Dan ia menangkap sekilas bayangan orang di jendela yang melihatnya seolah sudah mengintai sejak matahari terbit. Petugas resepsionis di lobi hanya meliriknya ketika langkah Rastri langsung berbelok ke pintu ruang redaksi. Mereka semua berusaha untuk bersikap biasa—justru hal itu membuat situasinya tampak tak biasa.
Tak ada yang menyapanya.
Dan ketika seseorang berusaha menyapa “hai!” kepadanya, Redaksi Pelaksananya yang botak telah menepuk bahunya, dan membisikkan bahwa ia ditunggu di ruang Pimpinan Redaksi. Meskipun ia telah menduga hal ini akan terjadi, Rastri tetap merasakan lututnya goyah.
Ia meletakkan tas punggungnya asal saja di sembarang meja. Dan dengan langkah yang lemas ia mengikuti sang Redpel. Dari belakang ia melihat botak di kepala Redaksi Pelaksana makin licin dan meluas—pemandangan yang justru makin membuatnya depresi.
Seakan otomatis bagai robot, akhirnya Rastri berhasil juga sampai di ruang rapat Pimpinan Redaksi. Seruang kepala menengok dan memelototinya waktu ia menjatuhkan dirinya di sebuah kursi yang dibiarkan kosong—meskipun banyak yang masih berdiri berjejalan di sepanjang dinding. Jadi ia tahu, kursi itu khusus disediakan untuknya: sang pesakitan.
“Saya sangat kecewa hal ini bisa terjadi di penerbitan kita.”
Ucapan itulah yang menyambut Rastri begitu ia duduk. Kata-kata yang diucapkan Pimpinan Redaksi terdengar lunak, empuk dan berirama. Nyaris seperti berbisik. Tetapi semua yang berada di situ seakan merasa kata-kata itu menggelegar, keras dan kasar, tepat di gendang telinga masing-masing. Sebab: tatapan mata di wajah yang mulutnya baru mengatakan itu tajam dan menusuk.
Semua yang mendengarkan kata-kata itu menunduk. Bahkan Redaksi Pelaksana botak yang biasanya akrab sekali dengan Pimpinan Redaksi tak berkomentar apa-apa—mungkin karena ia merasa kesalahan yang diperbuat Rastri juga merupakan tanggungjawabnya. Semua orang tahu itu.

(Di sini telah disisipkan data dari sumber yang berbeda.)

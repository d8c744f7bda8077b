// SPDX-FileCopyrightText: 2026 Weliive Contributors
// SPDX-License-Identifier: MIT OR Apache-2.0

//! Test harness for end-to-end session tests.
//!
//! `TestHarness` builds a [`LiveSession`] and attaches a
//! [`RecordingObserver`] to its store and a receiver to its Q&A events, so
//! tests can drive the session and assert on everything it produced.

use std::sync::Arc;

use tokio::sync::broadcast;
use weliive_config::WeliiveConfig;
use weliive_core::WeliiveError;
use weliive_qa::QaEvent;
use weliive_session::LiveSession;

use crate::observers::RecordingObserver;

/// Short delays so paused-time tests stay readable: simulation starts after
/// 100 ms and posts every 50 ms, replies come after 10 ms, Q&A items are
/// acknowledged at 5 ms and answered at 20 ms.
pub fn fast_config() -> WeliiveConfig {
    let mut config = WeliiveConfig::default();
    config.simulation.startup_delay_ms = 100;
    config.simulation.interval_ms = 50;
    config.chat.auto_response_delay_ms = 10;
    config.qa.acknowledgment_delay_ms = 5;
    config.qa.answer_delay_ms = 20;
    config
}

/// Builder for [`TestHarness`].
pub struct TestHarnessBuilder {
    config: WeliiveConfig,
}

impl TestHarnessBuilder {
    fn new() -> Self {
        Self {
            config: fast_config(),
        }
    }

    /// Replace the whole configuration.
    pub fn with_config(mut self, config: WeliiveConfig) -> Self {
        self.config = config;
        self
    }

    /// Start with the simulation disabled, as an embedding host would.
    pub fn without_simulation(mut self) -> Self {
        self.config.simulation.enabled = false;
        self
    }

    /// Start with an empty Q&A panel.
    pub fn without_samples(mut self) -> Self {
        self.config.qa.seed_samples = false;
        self
    }

    pub fn with_keywords(mut self, keywords: &[&str]) -> Self {
        self.config.lead.keywords = keywords.iter().map(|k| k.to_string()).collect();
        self
    }

    pub fn build(self) -> Result<TestHarness, WeliiveError> {
        let session = LiveSession::new(self.config)?;
        let recorder = Arc::new(RecordingObserver::new());
        session.store().subscribe(recorder.clone());
        let qa_events = session.qa().subscribe();
        Ok(TestHarness {
            session,
            recorder,
            qa_events,
        })
    }
}

/// A session plus the probes attached to it.
pub struct TestHarness {
    pub session: LiveSession,
    /// Every message the store delivered since the harness was built.
    pub recorder: Arc<RecordingObserver>,
    /// Q&A changes since the harness was built.
    pub qa_events: broadcast::Receiver<QaEvent>,
}

impl TestHarness {
    pub fn builder() -> TestHarnessBuilder {
        TestHarnessBuilder::new()
    }

    /// Harness with [`fast_config`].
    pub fn new() -> Result<Self, WeliiveError> {
        Self::builder().build()
    }

    /// Drain the Q&A events received so far.
    pub fn drain_qa_events(&mut self) -> Vec<QaEvent> {
        let mut events = Vec::new();
        while let Ok(event) = self.qa_events.try_recv() {
            events.push(event);
        }
        events
    }

    pub async fn shutdown(&self) {
        self.session.shutdown().await;
    }
}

Si botak itu bersyukur dalam hati pimpinannya tak mengutik-utik masalah itu. Atau barangkali belum? Brengsek, setan apa yang telah merasuki Rastri sehingga melakukan yang seharusnya tidak boleh? Bukankah hal semacam itu merupakan pengetahuan dasar bagi setiap wartawan? Dan Rastri bukan karyawan kemarin sore!
“Saya sangat kecewa. Sekali lagi, sangat kecewa. Bukan hanya karena seseorang melanggar kebijaksanaan yang telah ditetapkan oleh jajaran redaksi kita serta telah menjadi keputusan perusahaan penerbitan ini. Tetapi karena kalian tampaknya berjalan sendiri-sendiri tanpa koordinasi yang bagus. Sekali lagi, tanpa koordinasi. Dan ini jauh lebih memalukan dari apapun yang kita lakukan.”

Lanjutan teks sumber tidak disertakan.